En español | You're going to want to stand up as you read this. As you may have heard, sitting is pretty bad for us. What you might not know is how mounting research now shows that doing less of it — even if you have a regular workout routine — is an important factor in everything from keeping weight off to adding years to your life.
You might also be surprised to hear just how much the average person today takes a load off: nine to 10 hours a day, according to the National Institutes of Health. And while no one is mistaking sitting for a calorie burner, long periods of inactivity can cause more problems than just weight gain.
In adults over 45, a direct correlation has been found between overall sitting time and risk of early death. “Metabolic syndrome, poor blood sugar management, and type 2 diabetes are all related to large amounts of seated time, independent of how much someone exercises,” says Kelsey Graham, a professor in the Exercise Science Department of San Diego Mesa College and owner/founder of KBG Wellness.
Specifically, researchers are seeing higher levels of triglycerides, blood sugar and something called C-reactive protein, a marker for inflammation, in the blood of people who sit for long periods of time, explains Sabrena Jo, director of science and research content for the American Council on Exercise (ACE). “It's those heart health markers that are really concerning for people who are studying this.”
Also alarming? How quickly the damage starts happening. A study published in Diabetes, the journal of the American Diabetes Association, reveals that after just one day of inactivity, the cellular processes that break down dangerous fats in the blood start to slow down, therefore lowering HDL, the “good” cholesterol.
And your workouts alone aren't enough to counteract it. “Thirty- or 60-minute workouts can't make up for the long unbroken periods of sedentary activities in terms of cardiometabolic health,” says Jo, who concedes that accepting the fact that sweating it out isn't enough, after decades of being told it was, may require “quite a mental shift."
The new advice is partly driven by lifestyle changes. As commuting, computer and TV time have increased over the years, another type of movement, known as NEAT (non-exercise activity thermogenesis) has decreased.
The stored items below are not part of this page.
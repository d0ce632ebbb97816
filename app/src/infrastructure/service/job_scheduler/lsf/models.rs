use domain::error::{DispatchError, Result};
use domain::model::StatusMap;
use regex::Regex;

/// Extract the native job id from a `bsub` acknowledgement.
///
/// The reply reads `Job <3407845> is submitted to queue <q_share>.`; the id
/// is the second whitespace token with its angle brackets stripped.
/// Positional, tied to the bsub client's reply format.
pub fn parse_job_id(stdout: &str) -> Result<String> {
    let token = stdout.split_whitespace().nth(1).ok_or_else(|| {
        DispatchError::UnexpectedOutput(format!("no job id in bsub reply: {stdout}"))
    })?;
    if token.len() < 3 {
        return Err(DispatchError::UnexpectedOutput(format!(
            "malformed job id token in bsub reply: {stdout}"
        )));
    }
    Ok(token[1..token.len() - 1].to_owned())
}

/// Parse `bjobs -l` output into its raw field map.
///
/// Returns the empty map as soon as the "is not found" marker shows up.
/// Separator lines and blanks are skipped; the rest split once on the first
/// colon-plus-whitespace into key and value.
pub fn parse_status(stdout: &str) -> StatusMap {
    let line_split = Regex::new(r":\s+").unwrap();
    let mut data = StatusMap::new();
    for line in stdout.lines() {
        let line = line.trim();
        if line.contains("is not found") {
            return StatusMap::new();
        }
        if line.is_empty() || line.contains(&"=".repeat(30)) {
            continue;
        }
        let mut kv = line_split.splitn(line, 2);
        if let (Some(key), Some(value)) = (kv.next(), kv.next()) {
            data.insert(key.to_owned(), value.to_owned());
        }
    }
    data
}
NEAT is defined as everything we do that is not sleeping, eating or sports-like exercise, and it plays an important role in our health. According to research by endocrinologist James Levine, formerly of the Mayo Clinic, NEAT makes up the vast majority of our non-resting energy use, and the decline in NEAT may help to explain the obesity epidemic.
Levine's research found that sedentary obese people had an innate tendency to sit 2.5 hours longer per day than their leaner, but still sedentary, counterparts. Given that obesity was rare a century ago, and the human genotype has not changed over that time, he blames our “chair-enticing environment” for enabling that innate tendency and thereby making us overweight.
Research with real-world populations bears this out. “People living in Blue Zones, which are areas of the world with the highest concentration of centenarians, have high levels of NEAT but engage in low levels of structured exercise. This suggests regular light movement is just as important for health as regimented exercise,” says Graham.
While it is clear we all need to move more, no official public health recommendations yet exist for how much NEAT movement is optimal. Levine recommends adding in a total of 2 1/2 hours of standing and walking per day, while Jo suggests starting by standing up every 30 minutes and remaining standing for at least five minutes.
“The good news is it doesn't take much to see some real positive benefit,” she says. “Standing or walking or doing something very light will make marked improvement without having to undergo a real aggressive exercise training program."
Experts also recommend the following strategies to boost NEAT:
- Consider getting a sit-to-stand desk or desk attachment, which is beneficial for blood sugar and blood pressure and can potentially decrease low back pain.
- Walk after meals. Doing so can help lower postprandial (post-meal) blood glucose levels.
- Get up to chat with coworkers rather than emailing them. (And if you're in a family that texts from one room to the next, stop!)
- Set an alarm to stand and stretch or take a lap at regular intervals throughout the day.
- Enlist your colleagues, friends or family members to join you in moving more. Social support goes a long way in helping you stick to new habits.
- Engage in active TV time. Consider stretching while watching your favorite show, or use the commercial breaks to march in place or do bodyweight movements such as air squats or incline push-ups with your hands on the arm of your couch or the wall.
- Use active transit. Whenever possible, reduce time spent sitting behind the wheel by choosing to walk to a nearby destination or, for longer trips, by parking a little farther away than usual and walking the rest of the way.